Qui a peur du cardio-CT ?
Le leitmotiv est aujourd'hui à la diminution des doses d'irradiation au cours des examens d'imagerie et c'est une bonne chose. Mais cela ne met pas en bonne position le CT-scan, pourtant largement utilisé en cardiologie. De nouvelles modalités sont dès lors développées pour rendre la technique moins irradiante.

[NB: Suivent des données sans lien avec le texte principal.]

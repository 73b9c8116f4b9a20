//! Scenario-testing surface.
//!
//! A scenario is a named, described conversation between an agent under test,
//! a simulated user, and a judge, bounded by a number of turns. This crate
//! only defines the shapes exchanged with a scenario harness; driving the
//! conversation is the harness's job ([`ScenarioRunner`]).

use crate::thread::{Message, Role};
use async_trait::async_trait;
use std::fmt;
use std::sync::Arc;
use thiserror::Error;

pub const DEFAULT_SCENARIO_MODEL: &str = "openai/gpt-4.1-mini";
pub const DEFAULT_SCENARIO_CACHE_KEY: &str = "workcell-scenario-suite";
pub const DEFAULT_SCENARIO_MAX_TURNS: usize = 8;

pub const SCENARIO_DEFAULT_MODEL_ENV: &str = "SCENARIO_DEFAULT_MODEL";
pub const SCENARIO_CACHE_KEY_ENV: &str = "SCENARIO_CACHE_KEY";
pub const SCENARIO_SERENA_COMMAND_ENV: &str = "SCENARIO_SERENA_COMMAND";
pub const SCENARIO_SERENA_TRANSPORT_ENV: &str = "SCENARIO_SERENA_TRANSPORT";
pub const SCENARIO_SERENA_URL_ENV: &str = "SCENARIO_SERENA_URL";

/// Read-only view of the conversation handed to an agent adapter.
#[derive(Debug, Clone)]
pub struct AgentInput {
    thread_id: String,
    messages: Vec<Message>,
}

impl AgentInput {
    pub fn new(thread_id: impl Into<String>, messages: Vec<Message>) -> Self {
        Self {
            thread_id: thread_id.into(),
            messages,
        }
    }

    pub fn thread_id(&self) -> &str {
        &self.thread_id
    }

    pub fn messages(&self) -> &[Message] {
        &self.messages
    }

    /// Content of the most recent user message, or an empty string.
    pub fn last_new_user_message_str(&self) -> String {
        self.messages
            .iter()
            .rev()
            .find(|m| m.role == Role::User)
            .map(|m| m.content.clone())
            .unwrap_or_default()
    }
}

/// What an adapter hands back to the harness.
#[derive(Debug, Clone, PartialEq)]
pub enum AgentReturn {
    Text(String),
    Messages(Vec<Message>),
}

impl AgentReturn {
    /// Normalise into a message list.
    pub fn into_messages(self) -> Vec<Message> {
        match self {
            Self::Text(text) => vec![Message::assistant(text)],
            Self::Messages(messages) => messages,
        }
    }
}

#[derive(Debug, Error)]
pub enum AgentAdapterError {
    #[error("agent failed: {0}")]
    Agent(String),

    #[error("workflow failed: {0}")]
    Workflow(String),
}

/// Bridges an agent under test into a scenario.
#[async_trait]
pub trait AgentAdapter: Send + Sync {
    async fn call(&self, input: AgentInput) -> Result<AgentReturn, AgentAdapterError>;
}

/// Simulated user driven by the harness's default model.
#[derive(Debug, Clone, Default, PartialEq, Eq)]
pub struct UserSimulatorAgent {
    pub system_prompt: Option<String>,
    pub model: Option<String>,
}

impl UserSimulatorAgent {
    pub fn new(system_prompt: impl Into<String>) -> Self {
        Self {
            system_prompt: Some(system_prompt.into()),
            model: None,
        }
    }

    #[must_use]
    pub fn with_model(mut self, model: impl Into<String>) -> Self {
        self.model = Some(model.into());
        self
    }
}

/// Judge evaluating the conversation against ordered criteria.
#[derive(Debug, Clone, Default, PartialEq, Eq)]
pub struct JudgeAgent {
    pub criteria: Vec<String>,
    pub model: Option<String>,
}

impl JudgeAgent {
    pub fn new<I, S>(criteria: I) -> Self
    where
        I: IntoIterator<Item = S>,
        S: Into<String>,
    {
        Self {
            criteria: criteria.into_iter().map(Into::into).collect(),
            model: None,
        }
    }

    #[must_use]
    pub fn with_model(mut self, model: impl Into<String>) -> Self {
        self.model = Some(model.into());
        self
    }
}

/// One participant in a scenario.
#[derive(Clone)]
pub enum ScenarioAgent {
    Adapter(Arc<dyn AgentAdapter>),
    UserSimulator(UserSimulatorAgent),
    Judge(JudgeAgent),
}

impl fmt::Debug for ScenarioAgent {
    fn fmt(&self, f: &mut fmt::Formatter<'_>) -> fmt::Result {
        match self {
            Self::Adapter(_) => f.write_str("Adapter(..)"),
            Self::UserSimulator(sim) => f.debug_tuple("UserSimulator").field(sim).finish(),
            Self::Judge(judge) => f.debug_tuple("Judge").field(judge).finish(),
        }
    }
}

impl From<UserSimulatorAgent> for ScenarioAgent {
    fn from(value: UserSimulatorAgent) -> Self {
        Self::UserSimulator(value)
    }
}

impl From<JudgeAgent> for ScenarioAgent {
    fn from(value: JudgeAgent) -> Self {
        Self::Judge(value)
    }
}

impl From<Arc<dyn AgentAdapter>> for ScenarioAgent {
    fn from(value: Arc<dyn AgentAdapter>) -> Self {
        Self::Adapter(value)
    }
}

/// Harness defaults, passed explicitly to every scenario run.
#[derive(Debug, Clone, PartialEq, Eq)]
pub struct ScenarioConfig {
    pub default_model: String,
    pub cache_key: Option<String>,
    pub max_turns: usize,
    /// Overrides for the LSP walker the scenario agents use. Unset fields
    /// keep the walker's own settings.
    pub walker_command: Option<String>,
    pub walker_transport: Option<String>,
    pub walker_url: Option<String>,
}

impl Default for ScenarioConfig {
    fn default() -> Self {
        Self {
            default_model: DEFAULT_SCENARIO_MODEL.to_string(),
            cache_key: Some(DEFAULT_SCENARIO_CACHE_KEY.to_string()),
            max_turns: DEFAULT_SCENARIO_MAX_TURNS,
            walker_command: None,
            walker_transport: None,
            walker_url: None,
        }
    }
}

impl ScenarioConfig {
    /// Build from the process environment.
    pub fn from_env() -> Self {
        Self::from_lookup(|name| std::env::var(name).ok())
    }

    /// Build from an arbitrary variable lookup. Blank values count as unset.
    pub fn from_lookup(lookup: impl Fn(&str) -> Option<String>) -> Self {
        let get = |name: &str| {
            lookup(name)
                .map(|v| v.trim().to_string())
                .filter(|v| !v.is_empty())
        };
        let defaults = Self::default();
        Self {
            default_model: get(SCENARIO_DEFAULT_MODEL_ENV).unwrap_or(defaults.default_model),
            cache_key: get(SCENARIO_CACHE_KEY_ENV).or(defaults.cache_key),
            max_turns: defaults.max_turns,
            walker_command: get(SCENARIO_SERENA_COMMAND_ENV),
            walker_transport: get(SCENARIO_SERENA_TRANSPORT_ENV),
            walker_url: get(SCENARIO_SERENA_URL_ENV),
        }
    }

    #[must_use]
    pub fn with_max_turns(mut self, max_turns: usize) -> Self {
        self.max_turns = max_turns;
        self
    }
}

#[derive(Debug, Error)]
pub enum ScenarioError {
    #[error("scenario name must be non-empty")]
    EmptyName,

    #[error("scenario '{0}' has no agents")]
    NoAgents(String),

    #[error("scenario max_turns must be > 0")]
    ZeroTurns,

    #[error("scenario harness failed: {0}")]
    Harness(String),

    #[error(transparent)]
    Adapter(#[from] AgentAdapterError),
}

/// A scenario to run.
#[derive(Debug, Clone)]
pub struct ScenarioRequest {
    pub name: String,
    pub description: String,
    pub agents: Vec<ScenarioAgent>,
    pub max_turns: Option<usize>,
}

impl ScenarioRequest {
    pub fn new(name: impl Into<String>, description: impl Into<String>) -> Self {
        Self {
            name: name.into(),
            description: description.into(),
            agents: Vec::new(),
            max_turns: None,
        }
    }

    #[must_use]
    pub fn with_agent(mut self, agent: impl Into<ScenarioAgent>) -> Self {
        self.agents.push(agent.into());
        self
    }

    #[must_use]
    pub fn with_max_turns(mut self, max_turns: usize) -> Self {
        self.max_turns = Some(max_turns);
        self
    }

    /// Turn cap for this request: its own value, else the config default.
    pub fn effective_max_turns(&self, config: &ScenarioConfig) -> usize {
        self.max_turns.unwrap_or(config.max_turns)
    }

    pub fn validate(&self, config: &ScenarioConfig) -> Result<(), ScenarioError> {
        if self.name.trim().is_empty() {
            return Err(ScenarioError::EmptyName);
        }
        if self.agents.is_empty() {
            return Err(ScenarioError::NoAgents(self.name.clone()));
        }
        if self.effective_max_turns(config) == 0 {
            return Err(ScenarioError::ZeroTurns);
        }
        Ok(())
    }

    pub fn judges(&self) -> impl Iterator<Item = &JudgeAgent> {
        self.agents.iter().filter_map(|a| match a {
            ScenarioAgent::Judge(judge) => Some(judge),
            _ => None,
        })
    }
}

/// Verdict returned by a harness.
#[derive(Debug, Clone, Default, PartialEq)]
pub struct ScenarioResult {
    pub success: bool,
    pub reasoning: Option<String>,
    pub messages: Vec<Message>,
    pub passed_criteria: Vec<String>,
    pub failed_criteria: Vec<String>,
}

/// Entry point of an external scenario harness.
#[async_trait]
pub trait ScenarioRunner: Send + Sync {
    async fn run(
        &self,
        request: ScenarioRequest,
        config: &ScenarioConfig,
    ) -> Result<ScenarioResult, ScenarioError>;
}

#[cfg(test)]
mod tests {
    use super::*;
    use std::collections::HashMap;

    struct Echo;

    #[async_trait]
    impl AgentAdapter for Echo {
        async fn call(&self, input: AgentInput) -> Result<AgentReturn, AgentAdapterError> {
            Ok(AgentReturn::Text(input.last_new_user_message_str()))
        }
    }

    #[test]
    fn last_user_message_is_most_recent() {
        let input = AgentInput::new(
            "t1",
            vec![
                Message::user("first"),
                Message::assistant("reply"),
                Message::user("second"),
                Message::assistant("another"),
            ],
        );
        assert_eq!(input.thread_id(), "t1");
        assert_eq!(input.last_new_user_message_str(), "second");
    }

    #[test]
    fn last_user_message_defaults_to_empty() {
        let input = AgentInput::new("t1", vec![Message::assistant("hello")]);
        assert_eq!(input.last_new_user_message_str(), "");
    }

    #[test]
    fn config_lookup_trims_and_falls_back() {
        let vars: HashMap<&str, &str> = [
            (SCENARIO_DEFAULT_MODEL_ENV, "  anthropic/claude  "),
            (SCENARIO_CACHE_KEY_ENV, "   "),
        ]
        .into_iter()
        .collect();
        let config = ScenarioConfig::from_lookup(|k| vars.get(k).map(|v| v.to_string()));
        assert_eq!(config.default_model, "anthropic/claude");
        assert_eq!(config.cache_key.as_deref(), Some(DEFAULT_SCENARIO_CACHE_KEY));
        assert_eq!(config.max_turns, 8);
        assert_eq!(config.walker_command, None);
    }

    #[test]
    fn walker_overrides_come_from_env() {
        let vars: HashMap<&str, &str> = [
            (SCENARIO_SERENA_COMMAND_ENV, "serena start-mcp-server"),
            (SCENARIO_SERENA_TRANSPORT_ENV, " sse "),
            (SCENARIO_SERENA_URL_ENV, ""),
        ]
        .into_iter()
        .collect();
        let config = ScenarioConfig::from_lookup(|k| vars.get(k).map(|v| v.to_string()));
        assert_eq!(config.walker_command.as_deref(), Some("serena start-mcp-server"));
        assert_eq!(config.walker_transport.as_deref(), Some("sse"));
        assert_eq!(config.walker_url, None);
    }

    #[test]
    fn request_turns_override_config() {
        let config = ScenarioConfig::default();
        let request = ScenarioRequest::new("n", "d");
        assert_eq!(request.effective_max_turns(&config), 8);
        assert_eq!(request.with_max_turns(6).effective_max_turns(&config), 6);
    }

    #[test]
    fn validate_rejects_empty_requests() {
        let config = ScenarioConfig::default();
        assert!(matches!(
            ScenarioRequest::new(" ", "d").validate(&config),
            Err(ScenarioError::EmptyName)
        ));
        assert!(matches!(
            ScenarioRequest::new("n", "d").validate(&config),
            Err(ScenarioError::NoAgents(_))
        ));
        let zero = ScenarioRequest::new("n", "d")
            .with_agent(UserSimulatorAgent::new("ask"))
            .with_max_turns(0);
        assert!(matches!(zero.validate(&config), Err(ScenarioError::ZeroTurns)));
    }

    #[test]
    fn judges_keep_criteria_order() {
        let adapter: Arc<dyn AgentAdapter> = Arc::new(Echo);
        let request = ScenarioRequest::new("fix multiply", "d")
            .with_agent(adapter)
            .with_agent(UserSimulatorAgent::new("ask for the fix"))
            .with_agent(JudgeAgent::new(["fixes multiply", "runs pytest"]));
        assert!(request.validate(&ScenarioConfig::default()).is_ok());
        let judge = request.judges().next().unwrap();
        assert_eq!(judge.criteria, vec!["fixes multiply", "runs pytest"]);
    }

    #[tokio::test]
    async fn adapter_return_normalises_to_messages() {
        let out = Echo
            .call(AgentInput::new("t", vec![Message::user("ping")]))
            .await
            .unwrap();
        assert_eq!(out.into_messages(), vec![Message::assistant("ping")]);
    }
}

On reproche souvent au CT-scan de délivrer des doses importantes de rayons X. C'est une réalité et c'est sans doute un frein à une utilisation plus fréquente de l'angio-CT coronaire et du cardio-CT. Certaines modalités, comme le gating rétrospectif, sont particulièrement ionisantes. Il s'agit d'une technique permettant d'éviter les artefacts dus aux mouvements du coeur. L'acquisition des données se fait pendant tout le cycle cardiaque et seules les informations recueillies pendant une phase de ce cycle sont ensuite utilisées pour la reconstruction d'image. Avec cette technique, seulement 20% de l'irradiation totale sont utile pour la reconstruction d'images. Au contraire, dans le gating prospectif, d'apparition plus récente, une phase du cycle cardiaque est d'abord sélectionnée et ensuite les données ne sont acquises que pendant cette phase. Le gating prospectif est donc nettement moins irradiant que le gating rétrospectif.
Des paramètres modulables
Au congrès européen de radiologie, organisé à Vienne au début du mois de mars, la radioprotection était à l'honneur et les différents moyens de diminuer la dose d'irradiation ont été passés en revue, notamment au cours d'une session consacrée au coronaro-CT. En plus du gating prospectif, d'autres possibilités techniques existent en effet pour réduire l'importance de l'irradiation. Le pitch est le rapport entre le déplacement de la table au cours d'une rotation et l'épaisseur nominale d'une tranche d'exploration. Un pitch faible (peu de déplacement de la table) donne une meilleure résolution temporelle mais engendre une plus forte irradiation totale. En augmentant le pitch, on peut donc diminuer cette dernière. On peut également utiliser des équipements fonctionnant à moins haute énergie. Comparativement aux 120 kV généralement utilisés, des équipements à 100 ou même 80 kV ont été utilisés avec succès chez certains patients (enfants ou sujets maigres). Mais l'existence éventuelle d'une tachycardie ou d'arythmies complique le recours à toutes ces possibilités.
Des protocoles adaptés
Des protocoles adaptés spécifiquement aux différentes situations du rythme cardiaque ont donc dû être développés. Il en va de même en fonction du poids corporel du patient. Un patient de moindre corpulence peut en effet être moins irradié. Et c'est aussi le cas, bien entendu, pour les enfants.